- **Exercise objective**
The exercise asks you to copy every line below in which "loaded" appears.

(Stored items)
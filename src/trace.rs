//! Loading and stepping through an execution trace produced by the
//! external MIPS32 simulator: one JSON snapshot per executed instruction,
//! numbered `0.json`, `1.json`, ... in a single directory.

pub mod session;
#[cfg(test)]
mod tests;

use std::collections::BTreeMap;
use std::fs;
use std::path::{Path, PathBuf};

use indexmap::IndexMap;
use serde::Deserialize;
use thiserror::Error;

pub use session::{InstructionRow, RegisterFile, Session, StepOutcome};

/// First word of the text segment (MARS memory layout).
pub const TEXT_BEGIN: u32 = 0x0040_0000;
/// Last word of the text segment, inclusive.
pub const TEXT_END: u32 = 0x0FFF_FFFC;

/// Whether `address` falls in the text segment, i.e. holds an instruction
/// rather than data.
pub fn is_text_address(address: u32) -> bool {
    (TEXT_BEGIN..=TEXT_END).contains(&address)
}

/// Canonical display form of a 32-bit word: `0x` plus exactly 8 lowercase
/// hex digits.
pub fn word_hex(word: u32) -> String {
    format!("{word:#010x}")
}

/// Parse a `0x`-prefixed hex encoding as written by the simulator. The
/// simulator does not zero-pad, so `"0xc"` and `"0x0000000c"` both decode
/// to the same word.
pub fn parse_word_hex(hex: &str) -> Option<u32> {
    let digits = hex.strip_prefix("0x").or_else(|| hex.strip_prefix("0X"))?;
    u32::from_str_radix(digits, 16).ok()
}

/// Memory map keys are decimal address strings. The simulator prints them
/// as signed 32-bit integers, so high (kernel) addresses come out negative.
pub fn parse_address(key: &str) -> Option<u32> {
    key.trim().parse::<i64>().ok().map(|v| v as u32)
}

/// Full machine state after one executed instruction, as serialized by the
/// simulator. All fields are optional: the initial snapshot carries no
/// `hex`/`text`, and registers holding zero may be omitted entirely.
#[derive(Debug, Clone, Default, Deserialize)]
pub struct Snapshot {
    #[serde(default)]
    pub hex: String,
    #[serde(default)]
    pub text: String,
    #[serde(default)]
    pub stdout: String,
    #[serde(default)]
    pub regs: BTreeMap<String, i64>,
    // IndexMap keeps the file's key order, which is the order the memory
    // tables grow in.
    #[serde(default)]
    pub mem: IndexMap<String, i64>,
}

#[derive(Debug, Error)]
pub enum TraceError {
    #[error("failed to read snapshot {}: {source}", path.display())]
    Read {
        path: PathBuf,
        source: std::io::Error,
    },
    #[error("malformed snapshot {}: {source}", path.display())]
    Malformed {
        path: PathBuf,
        source: serde_json::Error,
    },
    #[error("no snapshots found in {} (expected at least 0.json)", .0.display())]
    Empty(PathBuf),
}

/// Load `<dir>/0.json`, `<dir>/1.json`, ... stopping at the first index
/// with no file. A directory yielding zero snapshots is an error.
pub fn load_trace(dir: &Path) -> Result<Vec<Snapshot>, TraceError> {
    let mut steps = Vec::new();

    loop {
        let path = dir.join(format!("{}.json", steps.len()));
        if !path.exists() {
            break;
        }

        let raw = fs::read_to_string(&path).map_err(|source| TraceError::Read {
            path: path.clone(),
            source,
        })?;
        let snapshot: Snapshot =
            serde_json::from_str(&raw).map_err(|source| TraceError::Malformed { path, source })?;

        tracing::debug!(step = steps.len(), hex = %snapshot.hex, "loaded snapshot");
        steps.push(snapshot);
    }

    if steps.is_empty() {
        return Err(TraceError::Empty(dir.to_path_buf()));
    }

    tracing::info!(steps = steps.len(), dir = %dir.display(), "trace loaded");
    Ok(steps)
}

- **Your response**
        tracing::debug!(step = steps.len(), hex = %snapshot.hex, "loaded snapshot");
    tracing::info!(steps = steps.len(), dir = %dir.display(), "trace loaded");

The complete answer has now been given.